Monstrous Mom: Ana Urushadze’s Scary Mother
Scary Mother is a new film that formally sets itself apart from the glut of recent neo-realist cinema emerging from Georgia. Taking a different aesthetic tact, the film uses a bold expressionistic color palette, architectural details, and psychological acuity to mind the depths of a story about a housewife shirking her responsibilities in order to write her first book, to the consternation of her family.
By setting her film apart from the rest of the country’s cinematic landscape, and using a seasoned cast and crew, Ana Urushadze (daughter of Tangerines director Zaza Urushadze) has made a first feature that critics and viewers alike are taking note of. It won Best First Feature at the Locarno Film Festival where it premiered, collected awards at the Mumbai, Gíjon, and Sarajevo Film Festivals, and was chosen as Georgia’s entry for this year’s Best Foreign Language Film nomination.
Living in a geometric, drab, Brutalist communist-era high-rise, Manana (Nato Murvanidze) is the “scary mother:” She puts her roles as wife, mother, and daughter on hold as she writes her first book. She records episodes from her life by writing and inscribing them on her body with ink, as if perpetually scrawling a tattoo on her hands and wrists. They’re notes for the fantastic episodes in her literature. Manana’s on the brink of a mental breakdown — at least that’s what those around her think. Captured first in a close-up that gradually pushes back into a master shot, when Manana first reads her writing to her family, her older son nervously laughs, her daughter and younger son remain silent, and her husband Anri (Dimitri Tatishvili) balks at disturbing scenes such as a Medusa-like woman whose 105 brown dreadlocks slip into her vagina one by one. Manana observes scenes — fuel for her book — in her apartment’s bathroom tiles. And, to make Anri even more uncomfortable and worried, Manana tells him a dream of transforming into a monster that sucks the blood of pregnant women.
Urushadze captures Manana and her roiling world in clean, antiseptic compositions that are saturated with color; entire rooms are slate grey and bold red. She opts for master shots that give the impression — reminiscent of the claustrophobia in Polanski’s films — of characters dominated by the spaces they inhabit. She uses close-ups and shot-reverse-shot volleys sparingly, particularly in a series of confrontations between Manana and Anri, and her and her father (Avtandil Makharadze). It is in these encounters that Manana faces censorship and resistance. After listening to her words, Anri has Manana burn her manuscript. Little does he know that she has more copies stashed away by her editor, Nukri (Ramaz Ioseliani), a bug-eyed stationary storeowner. Nukri functions as a Mephistophelean character, encouraging Manana’s writing and protecting her from her critics at home, even going so far as to offer her a room to write and sleep in at his store. And when no one else sees what Nukri perceives as a masterpiece of literature, he goes ahead and gives Manana a printing press for her birthday so that they can self-publish her work.

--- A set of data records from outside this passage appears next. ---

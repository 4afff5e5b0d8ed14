//! In-memory snapshot store.

use std::collections::HashMap;
use std::sync::RwLock;

use super::SnapshotStore;
use crate::{PlaygroundError, PlaygroundResult};

/// In-memory snapshot store for tests and ephemeral sessions.
///
/// An optional quota mimics the browser's storage limit.
#[derive(Debug, Default)]
pub struct MemorySnapshotStore {
    slots: RwLock<HashMap<String, String>>,
    quota: Option<usize>,
}

impl MemorySnapshotStore {
    /// Create an empty store without a quota.
    #[must_use]
    pub fn new() -> Self {
        Self::default()
    }

    /// Create an empty store that rejects values longer than `bytes`.
    #[must_use]
    pub fn with_quota(bytes: usize) -> Self {
        Self {
            slots: RwLock::default(),
            quota: Some(bytes),
        }
    }
}

impl SnapshotStore for MemorySnapshotStore {
    fn read(&self, key: &str) -> PlaygroundResult<Option<String>> {
        let slots = self
            .slots
            .read()
            .unwrap_or_else(std::sync::PoisonError::into_inner);
        Ok(slots.get(key).cloned())
    }

    fn write(&self, key: &str, value: &str) -> PlaygroundResult<()> {
        if let Some(quota) = self.quota {
            if value.len() > quota {
                return Err(PlaygroundError::Storage(format!(
                    "quota exceeded: {} bytes > {quota}",
                    value.len()
                )));
            }
        }
        let mut slots = self
            .slots
            .write()
            .unwrap_or_else(std::sync::PoisonError::into_inner);
        slots.insert(key.to_string(), value.to_string());
        Ok(())
    }

    fn remove(&self, key: &str) -> PlaygroundResult<()> {
        let mut slots = self
            .slots
            .write()
            .unwrap_or_else(std::sync::PoisonError::into_inner);
        slots.remove(key);
        Ok(())
    }
}

#[cfg(test)]
mod tests {
    use super::*;

    #[test]
    fn test_write_and_read() {
        let store = MemorySnapshotStore::new();
        assert_eq!(store.read("slot").expect("read"), None);
        store.write("slot", "[]").expect("write");
        assert_eq!(store.read("slot").expect("read").as_deref(), Some("[]"));
    }

    #[test]
    fn test_remove() {
        let store = MemorySnapshotStore::new();
        store.write("slot", "[]").expect("write");
        store.remove("slot").expect("remove");
        assert_eq!(store.read("slot").expect("read"), None);
    }

    #[test]
    fn test_quota_rejects_large_values() {
        let store = MemorySnapshotStore::with_quota(4);
        store.write("slot", "[]").expect("fits");
        let err = store.write("slot", "[1,2,3]").expect_err("over quota");
        assert!(matches!(err, PlaygroundError::Storage(_)));
        assert_eq!(store.read("slot").expect("read").as_deref(), Some("[]"));
    }
}
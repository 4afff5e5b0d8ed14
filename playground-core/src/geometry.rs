//! Pointer-space geometry and the bounding-box capability the gesture
//! controller depends on.

use serde::{Deserialize, Serialize};

use crate::{Document, ElementId};

/// A point in pointer (viewport) space.
#[derive(Debug, Clone, Copy, Default, PartialEq, Serialize, Deserialize)]
pub struct Point {
    /// Horizontal coordinate.
    pub x: f64,
    /// Vertical coordinate.
    pub y: f64,
}

impl Point {
    /// Create a point.
    #[must_use]
    pub const fn new(x: f64, y: f64) -> Self {
        Self { x, y }
    }

    /// Component-wise difference `self - other`.
    #[must_use]
    pub fn offset_from(self, other: Self) -> Self {
        Self::new(self.x - other.x, self.y - other.y)
    }
}

/// An axis-aligned rectangle in pointer (viewport) space.
#[derive(Debug, Clone, Copy, Default, PartialEq, Serialize, Deserialize)]
pub struct Rect {
    /// Left edge.
    pub x: f64,
    /// Top edge.
    pub y: f64,
    /// Width.
    pub width: f64,
    /// Height.
    pub height: f64,
}

impl Rect {
    /// Create a rectangle.
    #[must_use]
    pub const fn new(x: f64, y: f64, width: f64, height: f64) -> Self {
        Self {
            x,
            y,
            width,
            height,
        }
    }

    /// Top-left corner.
    #[must_use]
    pub const fn origin(&self) -> Point {
        Point::new(self.x, self.y)
    }

    /// Check whether `point` lies inside the rectangle (edges inclusive).
    #[must_use]
    pub fn contains(&self, point: Point) -> bool {
        point.x >= self.x
            && point.x <= self.x + self.width
            && point.y >= self.y
            && point.y <= self.y + self.height
    }

    /// The same rectangle shifted by `(dx, dy)`.
    #[must_use]
    pub fn translate(&self, dx: f64, dy: f64) -> Self {
        Self::new(self.x + dx, self.y + dy, self.width, self.height)
    }
}

/// Live bounding boxes of the canvas and its rendered elements.
///
/// Implemented by whatever renders the document: the DOM in the browser,
/// [`FixedCanvas`] for native hosts and tests. Rectangles must be in the
/// same space as the pointer positions fed to the controller, and must be
/// queried fresh each time since the canvas may scroll. The document being
/// rendered is passed in for providers that lay elements out themselves.
pub trait BoundsProvider {
    /// Bounding box of the canvas surface, if it is mounted.
    fn canvas_bounds(&self) -> Option<Rect>;

    /// Bounding box of a rendered element, if it is mounted.
    fn element_bounds(&self, doc: &Document, id: &ElementId) -> Option<Rect>;

    /// Bounding box of the element's parent. Elements are direct children
    /// of the canvas unless a provider says otherwise.
    fn parent_bounds(&self, _doc: &Document, _id: &ElementId) -> Option<Rect> {
        self.canvas_bounds()
    }
}

/// A canvas fixed at one viewport rectangle, with every element rendered
/// exactly at its document position and size.
#[derive(Debug, Clone, Copy, PartialEq)]
pub struct FixedCanvas {
    canvas: Rect,
}

impl FixedCanvas {
    /// Create a provider for a canvas occupying `canvas` in viewport space.
    #[must_use]
    pub const fn new(canvas: Rect) -> Self {
        Self { canvas }
    }

    /// A canvas whose origin coincides with the viewport origin.
    #[must_use]
    pub const fn at_origin(width: f64, height: f64) -> Self {
        Self::new(Rect::new(0.0, 0.0, width, height))
    }
}

impl BoundsProvider for FixedCanvas {
    fn canvas_bounds(&self) -> Option<Rect> {
        Some(self.canvas)
    }

    fn element_bounds(&self, doc: &Document, id: &ElementId) -> Option<Rect> {
        doc.get(id)
            .map(|element| element.bounds().translate(self.canvas.x, self.canvas.y))
    }
}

For Manana, creative work takes precedence over family and household matters. In this way, Scary Mother is comparable to My Happy Family (2017). In Nana Ekvtimishvili and Simon Gross’ sophomore feature, one that’s more aligned to the realist sensibilities of recent Georgian cinema (handheld camerawork, long takes), a middle-aged woman extricates herself from the cacophony of her family and moves into an apartment by herself in a different neighborhood. Scary Mother, on the other hand, uses a psychological horror framework to dramatize the clash between nurturing an artistic voice and the iron grip of familial patriarchy. It is a film in which the creative act is a violent force that’s alienating to those around.
When Manana meets with her father, a translator intrigued by the author (Manana doesn’t reveal it’s her until the meeting) of such an “ingenious and obscene” text, he suggests cutting characters and a certain scene. Literary criticism turns to a critique of life experience as Manana’s father judges her: She’s running away from her childhood fears, has married an underwhelming man, and has become a hemmed-in housewife. Her strained creative desires lash out in such a repressive situation. It is during this moment, near the end of the film, that Urushadze uses shot-reverse-shots in which the camera is placed on the axis of action, indicating with basic film grammar and making the meeting all the more meaningful, that they’re looking directly at each other.
The assessment is not limited to Manana, for her dad also spotlights his own shortcomings. He was an absent father — never expressing love and attention — preoccupied with his own work. Placed at the end of the film, the father’s psychological explanations recall films such as Psycho (1960). But where Hitchcock presented such interpretations with a whiff of irony, Urushadze plays it straight.